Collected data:
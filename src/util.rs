pub fn safe_usize_to_f32(value: usize) -> f32 {
    let clamped = value.min(u32::MAX as usize);
    let as_u32 = u32::try_from(clamped).unwrap_or(u32::MAX);
    #[allow(clippy::cast_precision_loss)]
    {
        as_u32 as f32
    }
}

#[cfg(test)]
mod tests {
    use super::*;

    #[test]
    fn converts_small_values_exactly() {
        assert!((safe_usize_to_f32(1920) - 1920.0).abs() < f32::EPSILON);
    }

    #[test]
    fn saturates_above_u32() {
        let huge = usize::MAX;
        assert!(safe_usize_to_f32(huge) >= 4.0e9);
    }
}
use super::super::{EdgeVisionApp, NativeDialog};
use crate::image::ImageKind;
use egui_file_dialog::FileDialog;
use std::path::Path;

impl EdgeVisionApp {
    pub(crate) fn open_image_dialog(&mut self) {
        let mut dialog = Self::make_open_dialog(self.last_image_dir.as_deref());
        dialog.pick_file();
        self.active_dialog = Some(NativeDialog::Open(dialog));
    }

    pub(crate) fn make_open_dialog(initial_dir: Option<&Path>) -> FileDialog {
        // Keep in sync with `ImageKind` and the enabled `image` crate features.
        let mut dialog = FileDialog::new()
            .title("Open image")
            .add_file_filter_extensions("All images", ImageKind::EXTENSIONS.to_vec())
            .add_file_filter_extensions("PNG", vec!["png"])
            .add_file_filter_extensions("JPEG/JPG", vec!["jpg", "jpeg"])
            .add_file_filter_extensions("BMP", vec!["bmp"])
            .default_file_filter("All images");
        if let Some(dir) = initial_dir {
            dialog = dialog.initial_directory(dir.to_path_buf());
        }
        dialog
    }

    pub(crate) fn make_save_dialog(
        title: &str,
        default_name: &str,
        extensions: &[&str],
        initial_dir: Option<&Path>,
    ) -> FileDialog {
        let mut dialog = FileDialog::new()
            .title(title)
            .default_file_name(default_name);
        let mut first_label: Option<String> = None;
        for ext in extensions {
            let label = format!("*.{ext}");
            if first_label.is_none() {
                first_label = Some(label.clone());
            }
            dialog = dialog.add_save_extension(&label, ext);
        }
        if let Some(label) = first_label.as_deref() {
            dialog = dialog.default_save_extension(label);
        }
        if let Some(dir) = initial_dir {
            dialog = dialog.initial_directory(dir.to_path_buf());
        }
        dialog
    }
}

# Task to carry out
What is the number of lines in the data that contain "ImageKind"? Write that number and nothing else.

# Reply
3